Frustrated by Contract Law - is it still fit for purpose?
EARLY BIRD OFFER, BOOK ON OR BEFORE 12 AUGUST
£160 + VAT (member) / £200 + VAT (non-member)*
Although contract law continues to evolve, are the remedies available sufficient anymore? Is the law up to date with modern practice? Are there areas that need reform?
Chaired by Stephen Cotton of Wright, Johnston & Mackenzie, the limitation of liability provisions in uncertain trading conditions, the proposed reform of consumer law and consumer finance, force majeure and frustration and data protection issues for contract lawyers are just some of the topics to be considered by a panel of experts. Professor David Cabrelli of The University of Edinburgh will give the keynote presentation 'a Review of Contract Remedies'.

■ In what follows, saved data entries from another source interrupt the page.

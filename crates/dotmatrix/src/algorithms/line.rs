use std::iter::FusedIterator;

use crate::Point;

use super::narrow;

/// The pixels of a line segment, as chosen by Bresenham's algorithm
///
/// The iterator starts at the first point and steps towards the second one,
/// yielding every pixel of the 8-connected path exactly once. When the error
/// term allows a step along both axes in the same iteration, the step is
/// diagonal.
#[derive(Debug, Clone, PartialEq, Eq)]
pub struct Line {
    x: i64,
    y: i64,
    x1: i64,
    y1: i64,
    dx: i64,
    dy: i64,
    sx: i64,
    sy: i64,
    err: i64,
    done: bool,
}

impl Line {
    /// Create the pixel sequence from `p0` to `p1`, both inclusive
    pub fn new((x0, y0): Point, (x1, y1): Point) -> Self {
        let (x0, y0, x1, y1) = (i64::from(x0), i64::from(y0), i64::from(x1), i64::from(y1));
        let dx = (x1 - x0).abs();
        let dy = -(y1 - y0).abs();
        Line {
            x: x0,
            y: y0,
            x1,
            y1,
            dx,
            dy,
            sx: if x0 < x1 { 1 } else { -1 },
            sy: if y0 < y1 { 1 } else { -1 },
            err: dx + dy,
            done: false,
        }
    }

    fn remaining(&self) -> usize {
        if self.done {
            return 0;
        }
        let major = (self.x1 - self.x).abs().max((self.y1 - self.y).abs());
        usize::try_from(major).map_or(usize::MAX, |n| n.saturating_add(1))
    }
}

impl Iterator for Line {
    type Item = Point;

    fn next(&mut self) -> Option<Self::Item> {
        if self.done {
            return None;
        }
        let point = (narrow(self.x), narrow(self.y));
        if self.x == self.x1 && self.y == self.y1 {
            self.done = true;
            return Some(point);
        }
        let e2 = 2 * self.err;
        if e2 >= self.dy {
            self.err += self.dy;
            self.x += self.sx;
        }
        if e2 <= self.dx {
            self.err += self.dx;
            self.y += self.sy;
        }
        Some(point)
    }

    fn size_hint(&self) -> (usize, Option<usize>) {
        let n = self.remaining();
        (n, Some(n))
    }
}

impl ExactSizeIterator for Line {}

impl FusedIterator for Line {}

#[cfg(test)]
mod tests {
    use super::Line;

    #[test]
    fn test_single_point() {
        let points: Vec<_> = Line::new((3, -2), (3, -2)).collect();
        assert_eq!(points, [(3, -2)]);
    }

    #[test]
    fn test_shallow_slope() {
        let points: Vec<_> = Line::new((0, 0), (5, 2)).collect();
        assert_eq!(points, [(0, 0), (1, 0), (2, 1), (3, 1), (4, 2), (5, 2)]);

        let back: Vec<_> = Line::new((5, 2), (0, 0)).collect();
        assert_eq!(back, [(5, 2), (4, 2), (3, 1), (2, 1), (1, 0), (0, 0)]);
    }

    #[test]
    fn test_diagonal() {
        let points: Vec<_> = Line::new((2, 2), (-1, -1)).collect();
        assert_eq!(points, [(2, 2), (1, 1), (0, 0), (-1, -1)]);
    }

    #[test]
    fn test_exact_size() {
        let mut line = Line::new((0, 0), (-7, 3));
        assert_eq!(line.len(), 8);
        line.next();
        assert_eq!(line.len(), 7);
        assert_eq!(line.by_ref().count(), 7);
        assert_eq!(line.len(), 0);
        assert_eq!(line.next(), None);
    }

    #[test]
    fn test_connected_and_unique() {
        for x1 in -6..=6 {
            for y1 in -6..=6 {
                let points: Vec<_> = Line::new((0, 0), (x1, y1)).collect();
                assert_eq!(points.first(), Some(&(0, 0)));
                assert_eq!(points.last(), Some(&(x1, y1)));
                for pair in points.windows(2) {
                    let (a, b) = (pair[0], pair[1]);
                    assert!((a.0 - b.0).abs() <= 1 && (a.1 - b.1).abs() <= 1);
                    assert_ne!(a, b);
                }
                let mut sorted = points.clone();
                sorted.sort_unstable();
                sorted.dedup();
                assert_eq!(sorted.len(), points.len());
            }
        }
    }
}
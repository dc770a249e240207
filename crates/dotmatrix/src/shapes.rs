//! Drawing operations
//!
//! Every shape is turned into a sequence of points which is then scattered
//! onto the matrix with [`Matrix::set_clamped`]. Nothing here fails because
//! of geometry that leaves the matrix.

use std::iter;

use crate::{
    algorithms::{self, Circle, Ellipse, Line},
    Brush, Display, Matrix, MatrixResult, Point,
};

/// Something that can be drawn as a set of pixels
pub trait Dotted {
    /// The pixel positions of this object, relative to its origin
    fn dots(&self) -> impl Iterator<Item = Point> + '_;
}

impl Dotted for [Point] {
    fn dots(&self) -> impl Iterator<Item = Point> + '_ {
        self.iter().copied()
    }
}

impl Dotted for Vec<Point> {
    fn dots(&self) -> impl Iterator<Item = Point> + '_ {
        self.iter().copied()
    }
}

impl Dotted for Line {
    fn dots(&self) -> impl Iterator<Item = Point> + '_ {
        self.clone()
    }
}

impl Dotted for Circle {
    fn dots(&self) -> impl Iterator<Item = Point> + '_ {
        self.clone()
    }
}

impl Dotted for Ellipse {
    fn dots(&self) -> impl Iterator<Item = Point> + '_ {
        self.clone()
    }
}

/// Placement of a function plot
#[derive(Debug, Copy, Clone, PartialEq, Eq, Default)]
pub struct PlotOptions {
    /// Added to every plotted point
    pub origin: Point,
    /// Swap the axes, so that the function runs top to bottom
    pub transpose: bool,
}

impl<D: Display> Matrix<D> {
    fn scatter_value<I>(&mut self, points: I, value: D::Value)
    where
        I: IntoIterator<Item = Point>,
    {
        for pos in points {
            self.set_clamped(pos, value);
        }
    }

    fn resolve(&self, brush: impl Into<Brush<D::Value>>) -> D::Value {
        brush.into().resolve(self.default_brush())
    }

    fn chain_value<I>(&mut self, points: I, value: D::Value)
    where
        I: IntoIterator<Item = Point>,
    {
        let mut points = points.into_iter();
        if let Some(mut prev) = points.next() {
            for next in points {
                self.scatter_value(algorithms::line(prev, next), value);
                prev = next;
            }
        }
    }

    /// Set all `points` to `brush`, skipping those outside of the matrix
    pub fn scatter<I>(&mut self, points: I, brush: impl Into<Brush<D::Value>>)
    where
        I: IntoIterator<Item = Point>,
    {
        let value = self.resolve(brush);
        self.scatter_value(points, value);
    }

    /// Draw a [`Dotted`] object with its origin at `at`
    pub fn show<T>(&mut self, obj: &T, at: Point, brush: impl Into<Brush<D::Value>>)
    where
        T: Dotted + ?Sized,
    {
        let (x0, y0) = at;
        let value = self.resolve(brush);
        let dots = obj
            .dots()
            .map(|(x, y)| (x0.saturating_add(x), y0.saturating_add(y)));
        self.scatter_value(dots, value);
    }

    /// Draw a line from `p0` to `p1`
    pub fn line(&mut self, p0: Point, p1: Point, brush: impl Into<Brush<D::Value>>) {
        self.scatter(algorithms::line(p0, p1), brush);
    }

    /// Draw a circle around `center`
    pub fn circle(&mut self, center: Point, r: u32, brush: impl Into<Brush<D::Value>>) {
        self.scatter(algorithms::circle(center, r), brush);
    }

    /// Draw an ellipse around `center` with horizontal radius `r1` and
    /// vertical radius `r2`
    pub fn ellipse(&mut self, center: Point, r1: u32, r2: u32, brush: impl Into<Brush<D::Value>>) {
        self.scatter(algorithms::ellipse(center, r1, r2), brush);
    }

    /// Draw a line between each pair of consecutive points
    pub fn chain<I>(&mut self, points: I, brush: impl Into<Brush<D::Value>>)
    where
        I: IntoIterator<Item = Point>,
    {
        let value = self.resolve(brush);
        self.chain_value(points, value);
    }

    /// Draw a closed polygon through `points`
    pub fn polygon(&mut self, points: &[Point], brush: impl Into<Brush<D::Value>>) {
        let value = self.resolve(brush);
        self.chain_value(points.iter().copied(), value);
        if let (Some(&first), Some(&last)) = (points.first(), points.last()) {
            self.scatter_value(algorithms::line(last, first), value);
        }
    }

    /// Draw an axis-aligned rectangle between two opposite corners
    pub fn rectangle(&mut self, c0: Point, c1: Point, brush: impl Into<Brush<D::Value>>) {
        let ((x0, y0), (x1, y1)) = (c0, c1);
        self.polygon(&[c0, (x1, y0), c1, (x0, y1)], brush);
    }

    /// Draw a triangle
    pub fn triangle(&mut self, a: Point, b: Point, c: Point, brush: impl Into<Brush<D::Value>>) {
        self.polygon(&[a, b, c], brush);
    }

    /// Draw a chain through the points `(xs[i], ys[i])`
    pub fn plot<X, Y>(&mut self, xs: X, ys: Y, brush: impl Into<Brush<D::Value>>)
    where
        X: IntoIterator<Item = i32>,
        Y: IntoIterator<Item = i32>,
    {
        self.chain(xs.into_iter().zip(ys), brush);
    }

    /// Plot `f` at the pixel columns `to_x(x)` for every `x` in `xs`
    ///
    /// The function values are mapped to rows with `to_y`. Every point is
    /// offset by `options.origin` before the axes are (optionally) swapped.
    pub fn plotf_with<T, S, F, X, Y, I>(
        &mut self,
        f: F,
        xs: I,
        to_x: X,
        to_y: Y,
        options: PlotOptions,
        brush: impl Into<Brush<D::Value>>,
    ) where
        T: Copy,
        F: Fn(T) -> S,
        X: Fn(T) -> i32,
        Y: Fn(S) -> i32,
        I: IntoIterator<Item = T>,
    {
        let (x0, y0) = options.origin;
        let points = xs.into_iter().map(|x| {
            let px = x0.saturating_add(to_x(x));
            let py = y0.saturating_add(to_y(f(x)));
            if options.transpose {
                (py, px)
            } else {
                (px, py)
            }
        });
        self.chain(points, brush);
    }

    /// Plot a real function, rounding to the nearest pixel
    ///
    /// ```
    /// # use dotmatrix::{Brush, Matrix, PlotOptions, Unit};
    /// let mut m: Matrix<Unit> = Matrix::new(5, 3);
    /// let xs = (0..5).map(f64::from);
    /// m.plotf(|x| x / 2.0, xs, PlotOptions::default(), Brush::UseDefault);
    /// assert_eq!(m.rows()[0], [true, true, false, false, false]);
    /// assert_eq!(m.rows()[2], [false, false, false, true, true]);
    /// ```
    pub fn plotf<F, I>(
        &mut self,
        f: F,
        xs: I,
        options: PlotOptions,
        brush: impl Into<Brush<D::Value>>,
    ) where
        F: Fn(f64) -> f64,
        I: IntoIterator<Item = f64>,
    {
        self.plotf_with(f, xs, algorithms::round, algorithms::round, options, brush);
    }

    /// Draw a Bezier curve with the given control points
    ///
    /// The curve is sampled `steps` times (or a number of times depending on
    /// its size, see [`algorithms::default_steps`]) and the samples are
    /// connected with straight lines.
    pub fn curve(
        &mut self,
        points: &[Point],
        steps: Option<u32>,
        brush: impl Into<Brush<D::Value>>,
    ) -> MatrixResult<()> {
        let samples = algorithms::bezier_sample(points, steps)?;
        let first = points[0];
        let last = points[points.len() - 1];
        let path = iter::once(first).chain(samples).chain(iter::once(last));
        self.chain(path, brush);
        Ok(())
    }
}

*All bookings received ahead of publication of the full conference programme on 15th August can take advantage of our Early Bird rate of £160 + VAT for members and £200 + VAT for non-members. To obtain this discount simply add the code SCOT25 during checkout when you book online, email firstname.lastname@example.org or call 0141 225 6700.
Questions to be considered will include:
how are damages, specific implement and interdict being treated by the courts?
what do contract drafters need to know about current developments relating to frustration and force majeure?
what is the extent to which limitation of liability clauses are likely to be enforced by the courts in the current climate?
are your clients and contracts ready for the reform of consumer law?
how are data protection clauses being used in practice and should you also be using them for your clients?
We look forward to welcoming you to this important online conference.
What's being covered?
A review of contract remedies
It is trite law that the main remedies available to successful litigants in any contract action in the courts consist of damages, specific implement and interdict. In this presentation, David Cabrelli will focus on recent Scots and English case law examining each of these remedies. The talk will also look at other remedies, including any developments in gain-based damages. Of course, the differences in principle between the English and Scottish approaches to contract remedies will be kept at the forefront of the discussion.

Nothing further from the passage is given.